Most of the assets he had known, his friends and colleagues, had been city rentspeople, hired out by their owners to companies and corporations to work in factories or shops or at skilled trades. He had also known a good many field hands. Field hands seldom had any contact with their owners; they worked under gareot bosses, and their compounds were run by cutfrees, eunuch assets. The ones he knew had mostly been runaways protected by the Hame, the underground railroad, on their way to independence in Yeowe. None of them had been utterly deprived of education, options, any imagination of freedom, as these bondspeople were. He had forgotten what a good dusty was like. He had forgotten the utter impenetrability of the person who has no private life, the intactness of the wholly vulnerable.

Kamsa's face was smooth, serene, and showed no feeling, though he heard her sometimes talking and singing very softly to her baby, a joyful, merry little noise. It drew him. He saw her one afternoon sitting at work on the coping of the great terrace, the baby in its sling on her back. He limped over and sat down nearby. He could not prevent her from setting her knife and board aside and standing head and hands and eyes down in reverence as he came near.

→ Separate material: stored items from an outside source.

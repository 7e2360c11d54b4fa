pub mod item;
pub mod memory_queue;
pub mod metered;
pub mod redis_queue;
mod scripts;

pub use item::{ItemStatus, JobProgress, WorkItem};
pub use memory_queue::InMemoryQueue;
pub use metered::MeteredQueue;
pub use redis_queue::RedisQueue;

use std::sync::Arc;
use std::time::Duration;

use async_trait::async_trait;

use crate::error::QueueResult;

/// Default visibility timeout for items claimed from the shared backend
pub const DEFAULT_VISIBILITY_TIMEOUT: Duration = Duration::from_secs(5 * 60);

/// Default number of delivery attempts per item
pub const DEFAULT_MAX_RETRIES: u32 = 3;

/// Queue options shared by all backends.
/// `visibility_timeout` only matters to the shared backend.
#[derive(Debug, Clone, Copy, PartialEq, Eq)]
pub struct Options {
    pub visibility_timeout: Duration,
    pub max_retries: u32,
}

impl Default for Options {
    fn default() -> Self {
        Self {
            visibility_timeout: DEFAULT_VISIBILITY_TIMEOUT,
            max_retries: DEFAULT_MAX_RETRIES,
        }
    }
}

impl Options {
    pub fn with_visibility_timeout(mut self, visibility_timeout: Duration) -> Self {
        self.visibility_timeout = visibility_timeout;
        self
    }

    pub fn with_max_retries(mut self, max_retries: u32) -> Self {
        self.max_retries = max_retries;
        self
    }

    /// Attempts granted to each pushed item (never less than one)
    pub fn max_attempts(&self) -> u32 {
        self.max_retries.max(1)
    }
}

/// Work queue trait implemented by every backend and by the metrics decorator.
///
/// `pop` never blocks waiting for work: an empty or unknown job yields
/// `QueueError::QueueEmpty` immediately and the caller decides when to poll again.
/// Dropping an operation's future cancels it.
#[async_trait]
pub trait WorkQueue: Send + Sync {
    /// Append items to the job's pending sequence, preserving their order
    async fn push(&self, job_id: &str, items: Vec<WorkItem>) -> QueueResult<()>;

    /// Claim the head of the job's pending sequence
    async fn pop(&self, job_id: &str) -> QueueResult<WorkItem>;

    /// Mark a processing item completed and store its result
    async fn ack(&self, job_id: &str, item_id: &str, result: Option<Vec<u8>>) -> QueueResult<()>;

    /// Record a failed attempt; the item is retried while attempts remain
    async fn nack(&self, job_id: &str, item_id: &str, error: Option<&str>) -> QueueResult<()>;

    /// Snapshot of the job's item counts
    async fn progress(&self, job_id: &str) -> QueueResult<JobProgress>;

    async fn get_completed_items(&self, job_id: &str) -> QueueResult<Vec<WorkItem>>;

    async fn get_failed_items(&self, job_id: &str) -> QueueResult<Vec<WorkItem>>;

    /// Release backend resources; every later call fails with `QueueClosed`
    async fn close(&self) -> QueueResult<()>;
}

// Lets a shared `Arc<dyn WorkQueue>` be handed to anything generic over a queue
#[async_trait]
impl<T: WorkQueue + ?Sized> WorkQueue for Arc<T> {
    async fn push(&self, job_id: &str, items: Vec<WorkItem>) -> QueueResult<()> {
        (**self).push(job_id, items).await
    }

    async fn pop(&self, job_id: &str) -> QueueResult<WorkItem> {
        (**self).pop(job_id).await
    }

    async fn ack(&self, job_id: &str, item_id: &str, result: Option<Vec<u8>>) -> QueueResult<()> {
        (**self).ack(job_id, item_id, result).await
    }

    async fn nack(&self, job_id: &str, item_id: &str, error: Option<&str>) -> QueueResult<()> {
        (**self).nack(job_id, item_id, error).await
    }

    async fn progress(&self, job_id: &str) -> QueueResult<JobProgress> {
        (**self).progress(job_id).await
    }

    async fn get_completed_items(&self, job_id: &str) -> QueueResult<Vec<WorkItem>> {
        (**self).get_completed_items(job_id).await
    }

    async fn get_failed_items(&self, job_id: &str) -> QueueResult<Vec<WorkItem>> {
        (**self).get_failed_items(job_id).await
    }

    async fn close(&self) -> QueueResult<()> {
        (**self).close().await
    }
}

"Please sit down, please go on with your work," he said. She obeyed. "What's that you're cutting up?"

"Dueli, master," she whispered.

It was a vegetable he had often eaten and enjoyed. He watched her work. Each big, woody pod had to be split along a sealed seam, not an easy trick; it took a careful search for the opening point and hard, repeated twists of the blade to open the pod. Then the fat edible seeds had to be removed one by one and scraped free of a stringy, clinging matrix.

"Does that part taste bad?" he asked.

"Yes, master."

It was a laborious process, requiring strength, skill, and patience. He was ashamed. "I never saw raw dueli before," he said.